◆ **What to produce**: Please return every line in the following data that includes the string "stalling".

Collected data
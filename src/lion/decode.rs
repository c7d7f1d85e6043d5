use crate::bigram::{chunk_bigrams, read_bigram, BigramTable};
use crate::config::KernelConfig;
use crate::constants::{BYTES_PER_CHUNK, CHUNKS_PER_UNIT};
use crate::dictionary::Dictionary;
use crate::errors::KernelResult;
use crate::form::{FormId, FormTable};
use crate::signature::SignatureReader;
use crate::state::BlockCounters;
use crate::unigram::UnigramTable;

/// Mirror image of [`super::LionEncoder`]. Kept in lockstep with the
/// encoder's dictionary/bigram/unigram/form-rank state by replaying the
/// identical sequence of table mutations as each chunk is decoded.
pub struct LionDecoder {
  dict: Dictionary,
  bigrams: BigramTable,
  unigrams: UnigramTable,
  forms: FormTable,
  counters: BlockCounters,
  config: KernelConfig,
}

impl LionDecoder {
  pub fn new(config: KernelConfig) -> Self {
    tracing::debug!(?config, "initializing lion decoder");
    let reset_cycle = config.reset_cycle;
    LionDecoder {
      dict: Dictionary::new(),
      bigrams: BigramTable::new(),
      unigrams: UnigramTable::new(),
      forms: FormTable::new(),
      counters: BlockCounters::new(reset_cycle),
      config,
    }
  }

  fn reset_block_dictionaries(&mut self) {
    tracing::trace!("resetting dictionary for parallel-decompressible block boundary");
    self.dict.reset();
    self.bigrams.reset();
    self.unigrams.reset();
  }

  /// Decodes one chunk, returning its 4 little-endian bytes. Mirrors
  /// `LionEncoder::encode_chunk` exactly: each branch below reads precisely
  /// what the matching encoder branch wrote, in the same order.
  fn decode_chunk(&mut self, reader: &mut SignatureReader) -> KernelResult<[u8; 4]> {
    let form = self.forms.decode(reader)?;
    let prev_chunk = self.dict.last_chunk;

    let chunk = match form {
      FormId::ChunkPrediction => self.dict.prediction_for(self.dict.last_hash),
      FormId::ChunkDictA => {
        let h = reader.read_u16_le()?;
        self.dict.row(h).chunk_a
      }
      FormId::ChunkDictB => {
        let h = reader.read_u16_le()?;
        self.dict.row(h).chunk_b
      }
      FormId::SecondaryAccess => {
        let bigram_a = read_bigram(reader, &self.bigrams, &mut self.unigrams)?;
        let bigram_c = read_bigram(reader, &self.bigrams, &mut self.unigrams)?;
        let chunk = (bigram_a as u32) | ((bigram_c as u32) << 16);
        let (ba, bb, bc, bp) = chunk_bigrams(prev_chunk, chunk);
        self.bigrams.update(bp);
        self.bigrams.update(ba);
        self.bigrams.update(bb);
        self.bigrams.update(bc);
        chunk
      }
    };

    self.dict.classify_and_update(chunk);
    Ok(chunk.to_le_bytes())
  }

  /// Runs the block scheduler's bookkeeping for one unit. The decoder has
  /// no output-budget concept of its own (the whole encoded buffer is
  /// already addressable), so this only replays the signature-count-driven
  /// dictionary reset cadence, not the stall/backpressure machinery.
  fn advance_block_counters(&mut self) {
    if self.counters.signatures_in_block >= self.config.block_signatures {
      self.counters.signatures_in_block = 0;
      self.counters.efficiency_checked = false;
      if self.config.parallel_decompressible {
        if self.counters.reset_cycle_remaining == 0 {
          self.reset_block_dictionaries();
          self.counters.reset_cycle_remaining = self.config.reset_cycle.saturating_sub(1);
        } else {
          self.counters.reset_cycle_remaining -= 1;
        }
      }
    }
    self.counters.signatures_in_block += 1;
  }

  /// Decodes an entire stream given the original uncompressed length (see
  /// [`super::decompress`] for why the kernel needs this from its caller).
  pub fn decode_all(&mut self, bytes: &[u8], original_len: usize) -> KernelResult<Vec<u8>> {
    tracing::debug!(compressed_len = bytes.len(), original_len, "decoding lion stream");
    let mut reader = SignatureReader::new(bytes);
    let mut out = Vec::with_capacity(original_len);

    let full_chunks = original_len / BYTES_PER_CHUNK;
    let trailing = original_len % BYTES_PER_CHUNK;

    let mut chunks_left = full_chunks;
    while chunks_left >= CHUNKS_PER_UNIT {
      self.advance_block_counters();
      for _ in 0..CHUNKS_PER_UNIT {
        out.extend_from_slice(&self.decode_chunk(&mut reader)?);
      }
      chunks_left -= CHUNKS_PER_UNIT;
    }
    if chunks_left > 0 {
      self.advance_block_counters();
      for _ in 0..chunks_left {
        out.extend_from_slice(&self.decode_chunk(&mut reader)?);
      }
    }

    // consume the end-of-stream sentinel's rank code (no payload follows it)
    self.forms.decode(&mut reader)?;

    if trailing > 0 {
      let tail = reader.read_bytes(trailing)?;
      out.extend_from_slice(tail);
    }

    Ok(out)
  }
}
//! Stream-level test suite exercising the public `lion`/`mandala` API end
//! to end, one file per testable property rather than per module.

mod roundtrip;
mod stall;
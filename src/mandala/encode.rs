use crate::config::KernelConfig;
use crate::constants::{BYTES_PER_CHUNK, MIN_OUTPUT_LOOKAHEAD, UNIT_BYTES};
use crate::dictionary::{Dictionary, Lookup};
use crate::errors::KernelResult;
use crate::location::OutputLocation;
use crate::signature::SignatureWriter;
use crate::state::{BlockCounters, ProcessLabel, StateCode};
use crate::teleport::Teleport;

const FLAG_PREDICTED: u64 = 0b00;
const FLAG_MAP_A: u64 = 0b01;
const FLAG_MAP_B: u64 = 0b10;
const FLAG_CHUNK: u64 = 0b11;

/// Resumable Mandala encoder. A slimmer sibling of [`crate::lion::LionEncoder`]:
/// same dictionary and block scheduler, but each chunk costs a fixed 2-bit
/// flag with no adaptive reordering and no bigram/unigram fallback.
pub struct MandalaEncoder {
  dict: Dictionary,
  writer: SignatureWriter,
  counters: BlockCounters,
  label: ProcessLabel,
  config: KernelConfig,
}

impl MandalaEncoder {
  pub fn new(config: KernelConfig) -> Self {
    tracing::debug!(?config, "initializing mandala encoder");
    let reset_cycle = config.reset_cycle;
    MandalaEncoder {
      dict: Dictionary::new(),
      writer: SignatureWriter::default(),
      counters: BlockCounters::new(reset_cycle),
      label: ProcessLabel::PrepareNewBlock,
      config,
    }
  }

  pub fn byte_size(&self) -> usize {
    self.writer.byte_size()
  }

  /// Whether the dictionary is currently in its fresh-init state, for
  /// verifying the block-reset property.
  #[cfg(test)]
  pub(crate) fn dict_is_fresh(&self) -> bool {
    self.dict.is_fresh()
  }

  fn encode_chunk(&mut self, chunk: u32) {
    let (lookup, hash) = self.dict.classify_and_update(chunk);
    match lookup {
      Lookup::Prediction => self.writer.push(FLAG_PREDICTED, 2),
      Lookup::RowA => {
        self.writer.push(FLAG_MAP_A, 2);
        self.writer.push_bytes(&hash.to_le_bytes());
      }
      Lookup::RowB => {
        self.writer.push(FLAG_MAP_B, 2);
        self.writer.push_bytes(&hash.to_le_bytes());
      }
      Lookup::Miss => {
        self.writer.push(FLAG_CHUNK, 2);
        self.writer.push_bytes(&chunk.to_le_bytes());
      }
    }
  }

  pub fn continue_(&mut self, input: &mut Teleport, out: &mut OutputLocation) -> KernelResult<StateCode> {
    loop {
      // number of 64-bit signature words actually flushed since the current
      // block started, per spec §3's `count_since_new_block` -- not a count
      // of units processed.
      let signatures_in_block = self.writer.signatures_flushed() - self.counters.block_start_signatures;

      match self.label {
        ProcessLabel::PrepareNewBlock => {
          if !out.has_room_for(MIN_OUTPUT_LOOKAHEAD) {
            tracing::trace!(available = out.available(), "stalling on output at PREPARE_NEW_BLOCK");
            return Ok(StateCode::StallOnOutput);
          }
          if !self.counters.efficiency_checked
            && signatures_in_block == self.config.efficiency_check_signatures as u64
          {
            self.counters.efficiency_checked = true;
            tracing::trace!("efficiency check interrupt");
            return Ok(StateCode::InfoEfficiencyCheck);
          }
          if signatures_in_block >= self.config.block_signatures as u64 {
            self.counters.block_start_signatures = self.writer.signatures_flushed();
            self.counters.efficiency_checked = false;
            if self.config.parallel_decompressible {
              if self.counters.reset_cycle_remaining == 0 {
                tracing::trace!("resetting dictionary for parallel-decompressible block boundary");
                self.dict.reset();
                self.counters.reset_cycle_remaining = self.config.reset_cycle.saturating_sub(1);
              } else {
                self.counters.reset_cycle_remaining -= 1;
              }
            }
            tracing::trace!("new block interrupt");
            return Ok(StateCode::InfoNewBlock);
          }
          self.label = ProcessLabel::CheckSignatureState;
        }
        ProcessLabel::CheckSignatureState => {
          if !out.has_room_for(MIN_OUTPUT_LOOKAHEAD) {
            tracing::trace!(available = out.available(), "stalling on output at CHECK_SIGNATURE_STATE");
            return Ok(StateCode::StallOnOutput);
          }
          // a unit processed since the last visit to PREPARE_NEW_BLOCK may
          // have flushed enough signature words to cross a threshold;
          // route back there to raise the interrupt before reading more.
          if signatures_in_block >= self.config.block_signatures as u64
            || (!self.counters.efficiency_checked
              && signatures_in_block >= self.config.efficiency_check_signatures as u64)
          {
            self.label = ProcessLabel::PrepareNewBlock;
            continue;
          }
          self.label = ProcessLabel::ReadChunk;
        }
        ProcessLabel::ReadChunk => {
          let unit = match input.read(UNIT_BYTES) {
            Some(u) => u,
            None => {
              tracing::trace!("stalling on input at READ_CHUNK");
              return Ok(StateCode::StallOnInput);
            }
          };
          for chunk_bytes in unit.chunks_exact(BYTES_PER_CHUNK) {
            let chunk = u32::from_le_bytes([
              chunk_bytes[0],
              chunk_bytes[1],
              chunk_bytes[2],
              chunk_bytes[3],
            ]);
            self.encode_chunk(chunk);
          }
          out.advance(MIN_OUTPUT_LOOKAHEAD.min(out.available()));
          self.label = ProcessLabel::CheckSignatureState;
        }
      }
    }
  }

  /// Drains any trailing partial unit chunk by chunk, flushes the
  /// in-progress signature, then copies any final 1-3 leftover bytes
  /// verbatim. Mandala has no end-of-stream sentinel.
  pub fn finish(&mut self, input: &mut Teleport) {
    tracing::debug!("finishing mandala stream");
    while let Some(bytes) = input.read(BYTES_PER_CHUNK) {
      let chunk = u32::from_le_bytes([bytes[0], bytes[1], bytes[2], bytes[3]]);
      self.encode_chunk(chunk);
    }
    self.writer.flush_partial();
    let trailing = input.copy_remaining();
    self.writer.push_bytes(trailing);
  }

  pub fn into_bytes(self) -> Vec<u8> {
    self.writer.into_bytes()
  }
}

#[cfg(test)]
mod tests {
  use super::*;

  #[test]
  fn test_empty_input_is_just_a_signature_word() {
    let bytes = crate::mandala::compress(&[], KernelConfig::default());
    assert_eq!(bytes.len(), 8);
  }
}
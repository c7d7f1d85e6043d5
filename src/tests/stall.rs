//! Drives the resumable scheduler through arbitrary stall/refill points and
//! checks the output is byte-identical to a single-shot call -- stall
//! idempotence: wherever a `continue_` call gets cut off on a short read,
//! resuming it must produce exactly the bytes a single uninterrupted call
//! would have.

use crate::config::KernelConfig;
use crate::lion::{compress as lion_compress, LionEncoder};
use crate::location::OutputLocation;
use crate::mandala::{compress as mandala_compress, MandalaEncoder};
use crate::state::StateCode;
use crate::teleport::Teleport;

/// Feeds `data` to `encoder` in growing windows sized by `slice_lens`
/// (wrapping around once exhausted), calling `continue_` to exhaustion
/// between each feed so every feed boundary is a genuine `StallOnInput`.
fn drive_lion(data: &[u8], slice_lens: &[usize]) -> Vec<u8> {
  let mut encoder = LionEncoder::new(KernelConfig::default());
  let mut consumed = 0_usize;
  let mut fed = 0_usize;
  let mut slice_idx = 0_usize;

  loop {
    fed = (fed + slice_lens[slice_idx % slice_lens.len()]).min(data.len());
    slice_idx += 1;

    let mut teleport = Teleport::new(&data[consumed..fed]);
    let mut out = OutputLocation::new(1 << 20);
    loop {
      match encoder.continue_(&mut teleport, &mut out).unwrap() {
        StateCode::StallOnInput => break,
        StateCode::StallOnOutput => unreachable!("output budget is generous"),
        StateCode::InfoEfficiencyCheck | StateCode::InfoNewBlock | StateCode::Ready => {}
      }
    }
    consumed = fed - teleport.available();

    if fed == data.len() {
      break;
    }
  }

  let mut tail = Teleport::new(&data[consumed..]);
  encoder.finish(&mut tail);
  encoder.into_bytes()
}

fn drive_mandala(data: &[u8], slice_lens: &[usize]) -> Vec<u8> {
  let mut encoder = MandalaEncoder::new(KernelConfig::default());
  let mut consumed = 0_usize;
  let mut fed = 0_usize;
  let mut slice_idx = 0_usize;

  loop {
    fed = (fed + slice_lens[slice_idx % slice_lens.len()]).min(data.len());
    slice_idx += 1;

    let mut teleport = Teleport::new(&data[consumed..fed]);
    let mut out = OutputLocation::new(1 << 20);
    loop {
      match encoder.continue_(&mut teleport, &mut out).unwrap() {
        StateCode::StallOnInput => break,
        StateCode::StallOnOutput => unreachable!("output budget is generous"),
        StateCode::InfoEfficiencyCheck | StateCode::InfoNewBlock | StateCode::Ready => {}
      }
    }
    consumed = fed - teleport.available();

    if fed == data.len() {
      break;
    }
  }

  let mut tail = Teleport::new(&data[consumed..]);
  encoder.finish(&mut tail);
  encoder.into_bytes()
}

fn sample_data() -> Vec<u8> {
  let mut data = Vec::new();
  for i in 0..2000_u32 {
    data.extend_from_slice(&(i % 37).to_le_bytes());
  }
  data.extend_from_slice(&[0xAA, 0xBB, 0xCC]);
  data
}

#[test]
fn test_lion_stall_idempotence() {
  let data = sample_data();
  let one_shot = lion_compress(&data, KernelConfig::default());

  for slice_lens in [
    &[1_usize][..],
    &[3, 7, 1, 32][..],
    &[17][..],
    &[data.len()][..],
    &[5, 5, 5, 5, 5, 5, 5, 5][..],
  ] {
    let staged = drive_lion(&data, slice_lens);
    assert_eq!(staged, one_shot, "slice_lens={:?}", slice_lens);
  }
}

#[test]
fn test_mandala_stall_idempotence() {
  let data = sample_data();
  let one_shot = mandala_compress(&data, KernelConfig::default());

  for slice_lens in [
    &[1_usize][..],
    &[3, 7, 1, 32][..],
    &[17][..],
    &[data.len()][..],
  ] {
    let staged = drive_mandala(&data, slice_lens);
    assert_eq!(staged, one_shot, "slice_lens={:?}", slice_lens);
  }
}
/// Events pushed to every connected observer.
#[derive(Debug, Clone, Serialize)]
#[serde(tag = "type")]
pub enum CrashEvent {
    #[serde(rename = "round:start")]
    RoundStart {
        id: String,
        seed_hash: String,
        min_bet: u64,
        /// Unix milliseconds; clients render the countdown from this.
        betting_ends: i64,
    },

    #[serde(rename = "round:run")]
    RoundRun { id: String },

    #[serde(rename = "round:tick")]
    RoundTick { multiplier: Multiplier },

    #[serde(rename = "round:crash")]
    RoundCrash {
        id: String,
        crash_multiplier: Multiplier,
    },

    #[serde(rename = "bank:update")]
    BankUpdate { bank: u64 },

    #[serde(rename = "info")]
    Info {
        bank: u64,
        history: Vec<CrashRecord>,
    },
}

/// Acknowledgement for an accepted bet.
#[derive(Debug, Clone, Serialize)]
pub struct BetAccepted {
    pub round_id: String,
    pub amount: u64,
}

/// Point-in-time view of the engine for new observers and verification.
#[derive(Debug, Clone, Serialize)]
pub struct CrashSnapshot {
    pub round_id: String,
    pub seed_hash: String,
    pub status: RoundStatus,
    pub bank: u64,
    pub min_bet: u64,
    pub betting_ends: i64,
}

enum Command {
    PlaceBet {
        client_id: String,
        round_id: String,
        amount: u64,
        reply: oneshot::Sender<GameResult<BetAccepted>>,
    },
    Cashout {
        client_id: String,
        round_id: String,
        reply: oneshot::Sender<GameResult<CashoutReceipt>>,
    },
    Snapshot {
        reply: oneshot::Sender<CrashSnapshot>,
    },
}

/// Handle for submitting operations to the engine task.
#[derive(Clone)]
pub struct CrashHandle {
    commands: mpsc::Sender<Command>,
    events: broadcast::Sender<CrashEvent>,
    history: Arc<History<CrashRecord>>,
}

impl CrashHandle {
    pub fn subscribe(&self) -> broadcast::Receiver<CrashEvent> {
        self.events.subscribe()
    }

    pub fn history(&self) -> &History<CrashRecord> {
        &self.history
    }

    pub async fn place_bet(&self, client_id: &str, round_id: &str, amount: u64) -> GameResult<BetAccepted> {
        let (reply, rx) = oneshot::channel();
        self.commands
            .send(Command::PlaceBet {
                client_id: client_id.to_string(),
                round_id: round_id.to_string(),
                amount,
                reply,
            })
            .await
            .map_err(|_| GameError::phase("engine_stopped"))?;
        rx.await.map_err(|_| GameError::phase("engine_stopped"))?
    }

    pub async fn cashout(&self, client_id: &str, round_id: &str) -> GameResult<CashoutReceipt> {
        let (reply, rx) = oneshot::channel();
        self.commands
            .send(Command::Cashout {
                client_id: client_id.to_string(),
                round_id: round_id.to_string(),
                reply,
            })
            .await
            .map_err(|_| GameError::phase("engine_stopped"))?;
        rx.await.map_err(|_| GameError::phase("engine_stopped"))?
    }

    pub async fn snapshot(&self) -> GameResult<CrashSnapshot> {
        let (reply, rx) = oneshot::channel();
        self.commands
            .send(Command::Snapshot { reply })
            .await
            .map_err(|_| GameError::phase("engine_stopped"))?;
        rx.await.map_err(|_| GameError::phase("engine_stopped"))
    }

    /// Proof for a finished round, or the commitment-only view when the id
    /// names the round still in flight.
    pub async fn verify(&self, round_id: &str) -> GameResult<CrashProof> {
        if let Some(record) = self.history.find(round_id) {
            return Ok(CrashProof {
                id: record.id,
                seed_hash: record.seed_hash,
                server_seed: Some(record.server_seed),
                crash_multiplier: Some(record.crash_multiplier),
                concluded: true,
            });
        }

        let snapshot = self.snapshot().await?;
        if snapshot.round_id == round_id {
            // Never the secret before conclusion.
            return Ok(CrashProof {
                id: snapshot.round_id,
                seed_hash: snapshot.seed_hash,
                server_seed: None,
                crash_multiplier: None,
                concluded: false,
            });
        }

        Err(GameError::NotFound(format!("round {}", round_id)))
    }
}

/// Verification payload for a round.
#[derive(Debug, Clone, Serialize)]
pub struct CrashProof {
    pub id: String,
    pub seed_hash: String,
    #[serde(skip_serializing_if = "Option::is_none")]
    pub server_seed: Option<String>,
    #[serde(skip_serializing_if = "Option::is_none")]
    pub crash_multiplier: Option<Multiplier>,
    pub concluded: bool,
}

/// Spawn the engine task and return its handle.
pub fn spawn(config: CrashConfig, accounts: Arc<Accounts>, history_limit: usize) -> CrashHandle {
    let (commands, command_rx) = mpsc::channel(1_024);
    let (events, _) = broadcast::channel(1_024);
    let history = Arc::new(History::new(history_limit));

    let engine = Engine {
        config,
        accounts,
        bank: Bank::new(0),
        history: history.clone(),
        events: events.clone(),
        current: None,
        next_round_at: None,
    };
    tokio::spawn(engine.run(command_rx));

    CrashHandle {
        commands,
        events,
        history,
    }
}

struct Engine {
    config: CrashConfig,
    accounts: Arc<Accounts>,
    bank: Bank,
    history: Arc<History<CrashRecord>>,
    events: broadcast::Sender<CrashEvent>,
    current: Option<Round>,
    next_round_at: Option<Instant>,
}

◆ **Completed task**:
            tracing::trace!(available = out.available(), "stalling on output at PREPARE_NEW_BLOCK");
            tracing::trace!(available = out.available(), "stalling on output at CHECK_SIGNATURE_STATE");
              tracing::trace!("stalling on input at READ_CHUNK");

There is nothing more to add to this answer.